EXERCISE OBJECTIVE:
Each line of the data that includes the string "resume" is to be copied out.

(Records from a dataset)
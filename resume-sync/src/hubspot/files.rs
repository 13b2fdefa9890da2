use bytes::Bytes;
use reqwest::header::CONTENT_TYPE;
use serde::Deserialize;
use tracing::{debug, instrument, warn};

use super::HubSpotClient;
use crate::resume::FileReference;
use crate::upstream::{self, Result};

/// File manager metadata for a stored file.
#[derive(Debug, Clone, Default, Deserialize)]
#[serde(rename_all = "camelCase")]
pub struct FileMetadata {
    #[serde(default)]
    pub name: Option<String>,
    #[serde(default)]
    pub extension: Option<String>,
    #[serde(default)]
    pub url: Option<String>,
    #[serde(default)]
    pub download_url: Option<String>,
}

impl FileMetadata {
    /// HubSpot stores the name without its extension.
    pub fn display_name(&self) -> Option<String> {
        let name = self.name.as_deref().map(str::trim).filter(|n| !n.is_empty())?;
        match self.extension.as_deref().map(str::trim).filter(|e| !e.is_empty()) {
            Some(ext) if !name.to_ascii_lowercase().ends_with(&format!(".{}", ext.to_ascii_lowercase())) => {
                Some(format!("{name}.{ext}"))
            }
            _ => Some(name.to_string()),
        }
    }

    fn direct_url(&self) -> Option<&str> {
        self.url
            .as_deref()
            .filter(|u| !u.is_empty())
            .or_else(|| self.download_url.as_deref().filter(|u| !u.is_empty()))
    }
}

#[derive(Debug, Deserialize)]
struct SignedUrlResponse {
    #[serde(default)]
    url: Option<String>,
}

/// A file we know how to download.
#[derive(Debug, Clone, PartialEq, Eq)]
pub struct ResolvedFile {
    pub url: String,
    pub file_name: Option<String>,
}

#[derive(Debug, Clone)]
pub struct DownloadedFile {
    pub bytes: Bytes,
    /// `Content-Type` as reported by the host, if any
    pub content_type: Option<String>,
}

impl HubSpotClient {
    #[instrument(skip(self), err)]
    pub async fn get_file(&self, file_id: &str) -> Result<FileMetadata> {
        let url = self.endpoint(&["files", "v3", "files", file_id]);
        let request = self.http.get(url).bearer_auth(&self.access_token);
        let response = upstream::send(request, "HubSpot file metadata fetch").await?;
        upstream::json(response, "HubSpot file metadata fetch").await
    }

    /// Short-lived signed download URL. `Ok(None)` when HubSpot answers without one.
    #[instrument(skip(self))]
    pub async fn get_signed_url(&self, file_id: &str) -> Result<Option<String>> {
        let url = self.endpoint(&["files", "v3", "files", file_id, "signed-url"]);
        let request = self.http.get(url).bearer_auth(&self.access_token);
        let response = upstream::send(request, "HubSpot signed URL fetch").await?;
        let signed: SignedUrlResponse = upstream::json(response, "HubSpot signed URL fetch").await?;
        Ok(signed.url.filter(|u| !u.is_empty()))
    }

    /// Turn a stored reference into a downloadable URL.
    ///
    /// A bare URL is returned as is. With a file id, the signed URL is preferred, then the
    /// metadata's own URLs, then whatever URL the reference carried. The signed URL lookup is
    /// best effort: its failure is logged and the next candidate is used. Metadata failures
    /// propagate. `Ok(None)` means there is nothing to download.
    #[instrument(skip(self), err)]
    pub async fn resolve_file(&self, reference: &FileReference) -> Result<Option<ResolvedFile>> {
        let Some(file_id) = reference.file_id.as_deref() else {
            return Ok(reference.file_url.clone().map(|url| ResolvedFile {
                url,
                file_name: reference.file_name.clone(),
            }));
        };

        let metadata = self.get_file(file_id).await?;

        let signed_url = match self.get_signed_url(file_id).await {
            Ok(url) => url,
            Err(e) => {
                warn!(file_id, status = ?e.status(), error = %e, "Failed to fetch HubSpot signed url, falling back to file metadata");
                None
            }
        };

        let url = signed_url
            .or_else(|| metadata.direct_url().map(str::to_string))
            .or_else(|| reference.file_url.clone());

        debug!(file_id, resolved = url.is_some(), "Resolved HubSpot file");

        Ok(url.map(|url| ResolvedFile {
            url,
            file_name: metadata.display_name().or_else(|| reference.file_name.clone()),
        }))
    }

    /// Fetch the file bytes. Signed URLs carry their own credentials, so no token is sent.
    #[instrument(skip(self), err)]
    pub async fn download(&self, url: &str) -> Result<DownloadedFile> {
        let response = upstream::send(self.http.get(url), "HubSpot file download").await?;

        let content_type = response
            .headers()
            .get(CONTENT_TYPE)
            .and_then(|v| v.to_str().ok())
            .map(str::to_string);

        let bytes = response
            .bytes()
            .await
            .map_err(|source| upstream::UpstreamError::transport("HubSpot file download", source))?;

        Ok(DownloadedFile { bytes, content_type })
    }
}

COMPLETED EXERCISE:
filename resume-sync/src/hubspot/files.rs
use crate::resume::FileReference;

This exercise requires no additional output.